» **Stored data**
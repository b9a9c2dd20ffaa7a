// Engine facade: the command/query surface the rest of the platform calls.
//
// Commands (session submission, full recalculation, roster changes) go through
// the database in single transactions. Queries over the fitted model and the
// comparison graph are memoized per team for a configurable staleness window
// and dropped whenever a command changes the team's data.

use std::collections::HashMap;
use std::sync::{Arc, Mutex, MutexGuard};
use std::time::{Duration, Instant};

use anyhow::{Context, Result};
use chrono::Utc;
use serde::Serialize;
use tracing::{debug, info, warn};

use crate::config::{Config, RatingConfig};
use crate::db::{Database, RecordedSession};
use crate::race::{Athlete, AthleteId, Session};
use crate::rating::bradley_terry::{self, BradleyTerryModel};
use crate::rating::elo::{self, Rating, RatingType};
use crate::rating::extract::{extract_history, extract_outcomes};
use crate::rating::graph::ComparisonGraph;
use crate::rating::probability::ProbabilityMatrix;
use crate::schedule::{self, ScheduleRequest, SwapSchedule};

// ---------------------------------------------------------------------------
// Results
// ---------------------------------------------------------------------------

#[derive(Debug, Clone, PartialEq, Serialize)]
#[serde(tag = "status", rename_all = "snake_case")]
pub enum SubmitOutcome {
    Applied {
        outcomes: usize,
        athletes_updated: usize,
        /// The session was dated before one already applied, so the team's
        /// seat-race ratings were replayed from its full history.
        replayed: bool,
    },
    /// The session id was processed before; nothing changed.
    AlreadyProcessed,
}

#[derive(Debug, Clone, PartialEq, Serialize)]
pub struct RecalculationSummary {
    /// Athletes holding a seat-race rating after the replay.
    pub updated: usize,
    pub sessions: usize,
    pub outcomes: usize,
}

// ---------------------------------------------------------------------------
// Cache
// ---------------------------------------------------------------------------

#[derive(Clone)]
struct Analysis {
    computed_at: Instant,
    model: Arc<BradleyTerryModel>,
    graph: Arc<ComparisonGraph>,
}

#[derive(Default)]
struct TeamCache {
    /// Bumped on every invalidation so a computation that started before a
    /// write cannot store its (stale) result afterwards.
    generation: u64,
    analysis: Option<Analysis>,
}

// ---------------------------------------------------------------------------
// Engine
// ---------------------------------------------------------------------------

pub struct SeatRaceEngine {
    db: Database,
    config: RatingConfig,
    cache_ttl: Duration,
    cache: Mutex<HashMap<String, TeamCache>>,
}

impl SeatRaceEngine {
    pub fn new(db: Database, config: RatingConfig, cache_ttl: Duration) -> Self {
        SeatRaceEngine {
            db,
            config,
            cache_ttl,
            cache: Mutex::new(HashMap::new()),
        }
    }

    /// Open the configured database and build an engine around it.
    pub fn open(config: &Config) -> Result<Self> {
        let db = Database::open(&config.db_path)?;
        Ok(Self::new(
            db,
            config.ratings.clone(),
            Duration::from_secs(config.cache_ttl_seconds),
        ))
    }

    pub fn config(&self) -> &RatingConfig {
        &self.config
    }

    pub fn database(&self) -> &Database {
        &self.db
    }

    fn cache(&self) -> MutexGuard<'_, HashMap<String, TeamCache>> {
        self.cache.lock().expect("analysis cache mutex poisoned")
    }

    fn invalidate(&self, team_id: &str) {
        let mut cache = self.cache();
        let entry = cache.entry(team_id.to_string()).or_default();
        entry.generation += 1;
        entry.analysis = None;
    }

    // ------------------------------------------------------------------
    // Roster
    // ------------------------------------------------------------------

    pub fn register_athlete(&self, team_id: &str, athlete: &Athlete) -> Result<()> {
        self.db.upsert_athlete(team_id, athlete)?;
        self.invalidate(team_id);
        Ok(())
    }

    /// Drop an athlete from the roster. Past results and ratings are kept.
    pub fn remove_athlete(&self, team_id: &str, athlete_id: AthleteId) -> Result<bool> {
        let removed = self.db.remove_athlete(team_id, athlete_id)?;
        if removed {
            self.invalidate(team_id);
        }
        Ok(removed)
    }

    pub fn roster(&self, team_id: &str) -> Result<Vec<Athlete>> {
        self.db.load_roster(team_id)
    }

    // ------------------------------------------------------------------
    // Commands
    // ------------------------------------------------------------------

    /// Store a session's results and apply them to seat-race ELO.
    ///
    /// Idempotent per (team, session id). Outcomes are applied in extraction
    /// order within the session. A session dated after everything already
    /// processed is applied on top of the current ratings; a back-dated one
    /// triggers a replay of the team's seat-race ELO in (date, id) order, so
    /// the stored ratings always match a full recalculation.
    pub fn submit_session_results(&self, session: &Session) -> Result<SubmitOutcome> {
        let draw_threshold = self.config.elo.draw_threshold_seconds;
        let outcomes = extract_outcomes(session, draw_threshold)
            .with_context(|| format!("failed to extract outcomes from session {}", session.id))?;
        let now = Utc::now();

        let result = self.db.record_session_ratings(
            session,
            self.config.elo.default_rating,
            |book| Ok(elo::apply_outcomes(book, &outcomes, &self.config.elo, now)),
            |history| {
                let all = extract_history(&history, draw_threshold)
                    .context("failed to extract outcomes from history")?;
                Ok(elo::replay(&all, &self.config.elo, now))
            },
        )?;

        let Some(recorded) = result else {
            info!("Session {} already processed for team {}; skipping", session.id, session.team_id);
            return Ok(SubmitOutcome::AlreadyProcessed);
        };

        self.invalidate(&session.team_id);
        let replayed = matches!(recorded, RecordedSession::Replayed(_));
        if replayed {
            info!(
                "Session {} is back-dated for team {}; replayed seat-race history",
                session.id, session.team_id
            );
        }
        info!(
            "Processed session {} for team {}: {} outcomes, {} ratings updated",
            session.id,
            session.team_id,
            outcomes.len(),
            recorded.ratings().len()
        );
        Ok(SubmitOutcome::Applied {
            outcomes: outcomes.len(),
            athletes_updated: recorded.ratings().len(),
            replayed,
        })
    }

    /// Replay the team's whole history from scratch.
    ///
    /// Seat-race ELO is rebuilt in date order and the combined rating is
    /// refreshed from a new Bradley-Terry fit. Runs inside one exclusive
    /// transaction over the team's rating rows.
    pub fn recalculate_all_ratings(&self, team_id: &str) -> Result<RecalculationSummary> {
        let now = Utc::now();
        let mut summary = RecalculationSummary {
            updated: 0,
            sessions: 0,
            outcomes: 0,
        };

        self.db.replace_team_ratings(team_id, |sessions| {
            let outcomes = extract_history(&sessions, self.config.elo.draw_threshold_seconds)
                .context("failed to extract outcomes from history")?;
            let seat_race = elo::replay(&outcomes, &self.config.elo, now);
            let model = bradley_terry::fit(&outcomes, &self.config.bradley_terry);
            let combined =
                elo::combine_with_bradley_terry(&seat_race, &model, self.config.elo.default_rating);

            summary = RecalculationSummary {
                updated: seat_race.len(),
                sessions: sessions.len(),
                outcomes: outcomes.len(),
            };
            let mut rows = seat_race.into_ratings();
            rows.extend(combined.into_ratings());
            Ok(rows)
        })?;
        self.invalidate(team_id);

        info!(
            "Recalculated ratings for team {}: {} athletes from {} sessions ({} outcomes)",
            team_id, summary.updated, summary.sessions, summary.outcomes
        );
        Ok(summary)
    }

    // ------------------------------------------------------------------
    // Queries
    // ------------------------------------------------------------------

    /// Model and graph for a team, from cache while fresh.
    fn analysis(&self, team_id: &str) -> Result<Analysis> {
        let generation = {
            let mut cache = self.cache();
            let entry = cache.entry(team_id.to_string()).or_default();
            if let Some(analysis) = &entry.analysis {
                if analysis.computed_at.elapsed() < self.cache_ttl {
                    debug!("analysis cache hit for team {}", team_id);
                    return Ok(analysis.clone());
                }
            }
            debug!("analysis cache miss for team {}", team_id);
            entry.generation
        };

        let sessions = self.db.load_sessions(team_id)?;
        let roster: Vec<AthleteId> = self.db.load_roster(team_id)?.iter().map(|a| a.id).collect();
        let outcomes = extract_history(&sessions, self.config.elo.draw_threshold_seconds)
            .context("failed to extract outcomes from history")?;

        let model = bradley_terry::fit(&outcomes, &self.config.bradley_terry);
        let graph = ComparisonGraph::build(
            &roster,
            &outcomes,
            self.config.bradley_terry.boat_weighting,
            &self.config.graph,
        );
        let analysis = Analysis {
            computed_at: Instant::now(),
            model: Arc::new(model),
            graph: Arc::new(graph),
        };

        let mut cache = self.cache();
        let entry = cache.entry(team_id.to_string()).or_default();
        if entry.generation == generation {
            entry.analysis = Some(analysis.clone());
        } else {
            warn!("team {} changed during analysis; result not cached", team_id);
        }
        Ok(analysis)
    }

    pub fn bradley_terry_model(&self, team_id: &str) -> Result<Arc<BradleyTerryModel>> {
        Ok(self.analysis(team_id)?.model)
    }

    pub fn probability_matrix(&self, team_id: &str) -> Result<ProbabilityMatrix> {
        let model = self.bradley_terry_model(team_id)?;
        Ok(ProbabilityMatrix::from_model(&model))
    }

    pub fn comparison_graph(&self, team_id: &str) -> Result<Arc<ComparisonGraph>> {
        Ok(self.analysis(team_id)?.graph)
    }

    /// Plan a seat-swap session for athletes on the team's roster. Nothing is
    /// stored; commit the plan by submitting the session it pre-fills.
    pub fn generate_swap_schedule(&self, team_id: &str, request: &ScheduleRequest) -> Result<SwapSchedule> {
        let roster = self.db.load_roster(team_id)?;
        let graph = self.comparison_graph(team_id)?;
        let schedule = schedule::generate(request, &roster, Some(graph.as_ref()), &self.config.scheduler)?;
        Ok(schedule)
    }

    /// Stored ratings of one type, highest first.
    pub fn ratings(&self, team_id: &str, rating_type: RatingType) -> Result<Vec<Rating>> {
        self.db.load_ratings(team_id, rating_type)
    }
}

» **WORK TASK**
Copy out, from the data above, each line where the string "derive" is present.

» **ANSWER TO THIS EXERCISE**
#[derive(Debug, Clone, PartialEq, Serialize)]
#[derive(Debug, Clone, PartialEq, Serialize)]
#[derive(Clone)]
#[derive(Default)]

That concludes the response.